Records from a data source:
################

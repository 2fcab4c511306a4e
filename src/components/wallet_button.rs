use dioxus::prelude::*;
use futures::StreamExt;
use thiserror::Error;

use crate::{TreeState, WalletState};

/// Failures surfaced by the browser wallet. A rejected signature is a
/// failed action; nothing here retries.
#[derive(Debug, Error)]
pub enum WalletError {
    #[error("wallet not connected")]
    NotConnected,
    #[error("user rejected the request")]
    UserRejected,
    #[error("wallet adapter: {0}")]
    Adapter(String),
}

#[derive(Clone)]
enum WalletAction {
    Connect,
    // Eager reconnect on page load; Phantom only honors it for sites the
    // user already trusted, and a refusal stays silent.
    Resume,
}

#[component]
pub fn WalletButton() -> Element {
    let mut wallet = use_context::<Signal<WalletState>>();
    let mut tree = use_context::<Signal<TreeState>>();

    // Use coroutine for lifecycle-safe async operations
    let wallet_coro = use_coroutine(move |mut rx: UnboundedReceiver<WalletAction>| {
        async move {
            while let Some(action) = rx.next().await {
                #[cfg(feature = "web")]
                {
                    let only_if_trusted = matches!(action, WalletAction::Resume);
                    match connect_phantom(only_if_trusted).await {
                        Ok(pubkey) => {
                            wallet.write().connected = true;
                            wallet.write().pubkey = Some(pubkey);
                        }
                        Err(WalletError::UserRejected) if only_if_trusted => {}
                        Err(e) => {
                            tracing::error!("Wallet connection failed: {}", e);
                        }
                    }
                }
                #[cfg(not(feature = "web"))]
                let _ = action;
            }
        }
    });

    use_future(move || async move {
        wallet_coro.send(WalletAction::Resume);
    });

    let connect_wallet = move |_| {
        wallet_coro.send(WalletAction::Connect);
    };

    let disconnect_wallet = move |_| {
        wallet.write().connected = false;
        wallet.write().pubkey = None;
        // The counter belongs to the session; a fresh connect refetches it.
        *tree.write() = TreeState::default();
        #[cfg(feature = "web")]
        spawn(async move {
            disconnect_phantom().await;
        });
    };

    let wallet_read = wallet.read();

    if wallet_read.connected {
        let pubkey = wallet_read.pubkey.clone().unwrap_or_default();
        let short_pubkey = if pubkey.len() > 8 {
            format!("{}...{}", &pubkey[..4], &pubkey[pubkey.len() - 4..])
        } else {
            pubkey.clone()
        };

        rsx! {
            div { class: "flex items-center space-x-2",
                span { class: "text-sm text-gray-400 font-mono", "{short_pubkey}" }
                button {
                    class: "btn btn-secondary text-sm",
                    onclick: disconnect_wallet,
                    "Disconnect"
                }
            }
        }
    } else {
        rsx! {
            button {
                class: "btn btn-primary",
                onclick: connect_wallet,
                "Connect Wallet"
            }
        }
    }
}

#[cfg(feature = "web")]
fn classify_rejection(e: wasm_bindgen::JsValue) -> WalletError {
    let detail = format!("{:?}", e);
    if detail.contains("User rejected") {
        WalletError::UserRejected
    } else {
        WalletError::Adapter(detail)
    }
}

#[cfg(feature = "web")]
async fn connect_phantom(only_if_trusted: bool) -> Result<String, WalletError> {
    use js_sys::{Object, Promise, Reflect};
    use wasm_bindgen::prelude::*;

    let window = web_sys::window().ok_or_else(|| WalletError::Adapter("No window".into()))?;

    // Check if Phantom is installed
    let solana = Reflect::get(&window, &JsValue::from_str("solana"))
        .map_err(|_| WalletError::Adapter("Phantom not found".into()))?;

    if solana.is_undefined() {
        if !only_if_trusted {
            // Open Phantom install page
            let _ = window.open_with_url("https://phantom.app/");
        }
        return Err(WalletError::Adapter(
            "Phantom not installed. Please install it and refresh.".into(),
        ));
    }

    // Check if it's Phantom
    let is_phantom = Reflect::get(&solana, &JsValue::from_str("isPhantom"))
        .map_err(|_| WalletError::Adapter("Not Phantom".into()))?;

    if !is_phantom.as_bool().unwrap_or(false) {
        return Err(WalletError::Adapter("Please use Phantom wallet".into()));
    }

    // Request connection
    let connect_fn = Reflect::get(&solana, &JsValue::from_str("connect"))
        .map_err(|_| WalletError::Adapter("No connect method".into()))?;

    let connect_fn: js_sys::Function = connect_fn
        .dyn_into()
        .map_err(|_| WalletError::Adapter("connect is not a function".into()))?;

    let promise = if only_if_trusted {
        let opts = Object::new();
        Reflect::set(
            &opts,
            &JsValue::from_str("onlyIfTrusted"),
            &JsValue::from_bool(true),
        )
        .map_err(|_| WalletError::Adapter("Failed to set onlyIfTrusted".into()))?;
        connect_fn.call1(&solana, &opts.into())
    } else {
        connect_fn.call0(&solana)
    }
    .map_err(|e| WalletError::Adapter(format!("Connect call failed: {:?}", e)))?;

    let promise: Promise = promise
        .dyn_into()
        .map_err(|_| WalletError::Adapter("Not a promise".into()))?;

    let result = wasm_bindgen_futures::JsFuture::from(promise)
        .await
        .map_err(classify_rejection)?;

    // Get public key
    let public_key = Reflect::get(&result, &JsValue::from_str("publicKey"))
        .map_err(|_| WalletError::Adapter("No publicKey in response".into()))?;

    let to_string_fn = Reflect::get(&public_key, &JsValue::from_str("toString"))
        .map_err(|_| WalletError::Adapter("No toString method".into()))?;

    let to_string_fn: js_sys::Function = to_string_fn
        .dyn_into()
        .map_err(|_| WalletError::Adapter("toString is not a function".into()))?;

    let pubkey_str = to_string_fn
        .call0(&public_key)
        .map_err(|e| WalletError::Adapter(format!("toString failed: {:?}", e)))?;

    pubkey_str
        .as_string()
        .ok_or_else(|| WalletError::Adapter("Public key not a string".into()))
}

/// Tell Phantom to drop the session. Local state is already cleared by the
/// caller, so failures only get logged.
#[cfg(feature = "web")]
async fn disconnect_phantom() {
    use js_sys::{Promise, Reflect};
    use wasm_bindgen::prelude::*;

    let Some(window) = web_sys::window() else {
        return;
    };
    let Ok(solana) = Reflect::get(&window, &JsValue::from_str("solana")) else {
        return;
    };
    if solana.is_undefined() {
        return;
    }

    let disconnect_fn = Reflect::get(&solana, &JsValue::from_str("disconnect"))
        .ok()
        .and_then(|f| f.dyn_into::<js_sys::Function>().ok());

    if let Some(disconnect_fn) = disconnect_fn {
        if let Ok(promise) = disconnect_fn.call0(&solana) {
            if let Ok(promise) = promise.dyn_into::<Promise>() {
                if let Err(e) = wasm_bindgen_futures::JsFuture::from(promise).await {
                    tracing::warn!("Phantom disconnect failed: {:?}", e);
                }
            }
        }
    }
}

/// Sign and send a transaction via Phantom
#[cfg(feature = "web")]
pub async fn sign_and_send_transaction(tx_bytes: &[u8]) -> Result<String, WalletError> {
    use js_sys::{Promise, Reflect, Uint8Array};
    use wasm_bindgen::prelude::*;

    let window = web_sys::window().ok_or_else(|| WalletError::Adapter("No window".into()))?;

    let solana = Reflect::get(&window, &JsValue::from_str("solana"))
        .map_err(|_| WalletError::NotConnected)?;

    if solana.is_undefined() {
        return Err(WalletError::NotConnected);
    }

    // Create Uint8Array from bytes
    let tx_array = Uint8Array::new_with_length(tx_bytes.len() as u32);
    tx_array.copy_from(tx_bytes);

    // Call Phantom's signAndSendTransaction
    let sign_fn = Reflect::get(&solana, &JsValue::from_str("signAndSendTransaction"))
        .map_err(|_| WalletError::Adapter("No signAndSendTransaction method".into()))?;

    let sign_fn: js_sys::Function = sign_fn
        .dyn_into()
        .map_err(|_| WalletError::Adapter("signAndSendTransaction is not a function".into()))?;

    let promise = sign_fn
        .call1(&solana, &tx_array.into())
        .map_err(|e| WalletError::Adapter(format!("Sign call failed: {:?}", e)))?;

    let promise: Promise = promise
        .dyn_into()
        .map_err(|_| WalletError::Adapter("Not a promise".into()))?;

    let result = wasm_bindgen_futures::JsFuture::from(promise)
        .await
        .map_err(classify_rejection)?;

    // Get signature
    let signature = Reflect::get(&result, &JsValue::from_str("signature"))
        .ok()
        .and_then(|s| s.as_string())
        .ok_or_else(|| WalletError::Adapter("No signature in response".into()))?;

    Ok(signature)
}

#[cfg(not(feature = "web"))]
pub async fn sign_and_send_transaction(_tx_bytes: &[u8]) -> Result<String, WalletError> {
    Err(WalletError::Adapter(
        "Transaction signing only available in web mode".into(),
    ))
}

################

| AIM OF THE TASK |
Begin at the first line of the entries above and copy every line exactly, ending with the line that contains "disconnect_phantom().await;".

| EXERCISE RESPONSE |
repository 2fcab4c511306a4e
filename src/components/wallet_button.rs
use dioxus::prelude::*;
use futures::StreamExt;
use thiserror::Error;

use crate::{TreeState, WalletState};

/// Failures surfaced by the browser wallet. A rejected signature is a
/// failed action; nothing here retries.
#[derive(Debug, Error)]
pub enum WalletError {
    #[error("wallet not connected")]
    NotConnected,
    #[error("user rejected the request")]
    UserRejected,
    #[error("wallet adapter: {0}")]
    Adapter(String),
}

#[derive(Clone)]
enum WalletAction {
    Connect,
    // Eager reconnect on page load; Phantom only honors it for sites the
    // user already trusted, and a refusal stays silent.
    Resume,
}

#[component]
pub fn WalletButton() -> Element {
    let mut wallet = use_context::<Signal<WalletState>>();
    let mut tree = use_context::<Signal<TreeState>>();

    // Use coroutine for lifecycle-safe async operations
    let wallet_coro = use_coroutine(move |mut rx: UnboundedReceiver<WalletAction>| {
        async move {
            while let Some(action) = rx.next().await {
                #[cfg(feature = "web")]
                {
                    let only_if_trusted = matches!(action, WalletAction::Resume);
                    match connect_phantom(only_if_trusted).await {
                        Ok(pubkey) => {
                            wallet.write().connected = true;
                            wallet.write().pubkey = Some(pubkey);
                        }
                        Err(WalletError::UserRejected) if only_if_trusted => {}
                        Err(e) => {
                            tracing::error!("Wallet connection failed: {}", e);
                        }
                    }
                }
                #[cfg(not(feature = "web"))]
                let _ = action;
            }
        }
    });

    use_future(move || async move {
        wallet_coro.send(WalletAction::Resume);
    });

    let connect_wallet = move |_| {
        wallet_coro.send(WalletAction::Connect);
    };

    let disconnect_wallet = move |_| {
        wallet.write().connected = false;
        wallet.write().pubkey = None;
        // The counter belongs to the session; a fresh connect refetches it.
        *tree.write() = TreeState::default();
        #[cfg(feature = "web")]
        spawn(async move {
            disconnect_phantom().await;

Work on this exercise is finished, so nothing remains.